AOM (Actuarial Opinion and Memorandum): State insurance regulators require that insurance companies hold sufficient reserves. In other words, regulators want to ensure that companies will be able to pay all the current and future claims owed to their policyholders. AOM is the process life actuaries perform to provide regulators with this information. The present value of a company’s assets must be greater than the present value of its liabilities. The present values are reviewed under a variety of assumptions about how interest rates will behave in the future.
RBC C-3: Risk-based capital is a method developed by the National Association of Insurance Commissions (NAIC) to measure the minimum amount of capital that an insurance company needs to support its operations. The measurement sets capital requirements to reflect the degree of risk taken by the insurer. Many elements of RBC are factor-based, but the C-3 (interest rate risk) component is determined using a company’s models. Allstate Financial sets the C-3 capital component as the percentage of statutory reserves required to maintain solvency at the 95th conditional tail expectation of a stochastically generated set of economic market scenarios.

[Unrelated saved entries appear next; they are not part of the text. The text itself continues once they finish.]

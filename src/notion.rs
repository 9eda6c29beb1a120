pub mod client;
pub mod types;

pub use client::{NotionClient, NotionDatabase};
pub use types::{NotionPage, Properties, PropertyValue};

#[cfg(test)]
pub use client::MockNotionDatabase;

Economic Capital: Economic Capital is a new application of our corporate actuarial modeling software. Economic Capital can be defined as the excess of the market value of the assets over the fair value of liabilities required to ensure that our obligations can be satisfied at a given level of risk tolerance, over a specified time horizon. Stochastic scenarios are used to capture the economic risks inherent in the insurance business, including: market risk (interest rates and equities), credit risk, mortality risk, lapse risk, and operational risk. Economic Capital has many uses including determining the "right" level of capital, allocating capital back to the product lines, performance measurement, assisting with rating agency discussions, risk management, and product pricing.

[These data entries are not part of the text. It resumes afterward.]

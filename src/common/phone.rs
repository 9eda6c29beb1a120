// src/common/phone.rs

/// Normaliza um número de WhatsApp/telefone para só dígitos com o DDI 55.
///
/// Exemplos:
/// - "+55 (11) 99999-9999" -> "5511999999999"
/// - "11 99999-9999" -> "5511999999999"
/// - "(31) 8888-8888" -> "553188888888"
///
/// String vazia (ou sem nenhum dígito) volta vazia: é o sinal de "inválido"
/// para quem chama. A heurística assume número brasileiro; um número
/// estrangeiro que não comece com 55 ganha o DDI do mesmo jeito.
pub fn normalize_whatsapp(raw_value: &str) -> String {
    let digits: String = raw_value.chars().filter(|c| c.is_ascii_digit()).collect();

    if digits.is_empty() {
        return String::new();
    }

    if digits.starts_with("55") {
        return digits;
    }

    // Convenção de prefixo de tronco: descarta os zeros à esquerda
    let mut digits_no_zero = digits.trim_start_matches('0');
    if digits_no_zero.is_empty() {
        digits_no_zero = "0";
    }

    // 10 ou 11 dígitos = DDD + assinante, tamanhos válidos no Brasil
    if digits_no_zero.len() == 10 || digits_no_zero.len() == 11 {
        format!("55{}", digits_no_zero)
    } else if digits_no_zero.starts_with("55") {
        // Os zeros removidos podiam esconder um 55 (ex: "0055..."),
        // então não prefixamos de novo
        digits_no_zero.to_string()
    } else {
        format!("55{}", digits_no_zero)
    }
}

/// Link de conversa rápida. Não deve receber valor vazio.
pub fn whatsapp_link(normalized_digits: &str) -> String {
    format!("https://wa.me/{}", normalized_digits)
}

Model Maintenance and Enhancements: In between delivering on the above process, the Modeling Unit focuses its efforts on maintaining and enhancing the corporate model. This includes working with different areas of the company to revisit assumptions, adding new products and new product features, converting a few "older" models not on the current platform, automating portions of the modeling process, and developing new model capabilities such as duration-matching and stochastic investment credit migration. In addition, time is spent looking at potential future applications of the corporate model, such as principles-based reserves, fair value accounting, and economic performance measures.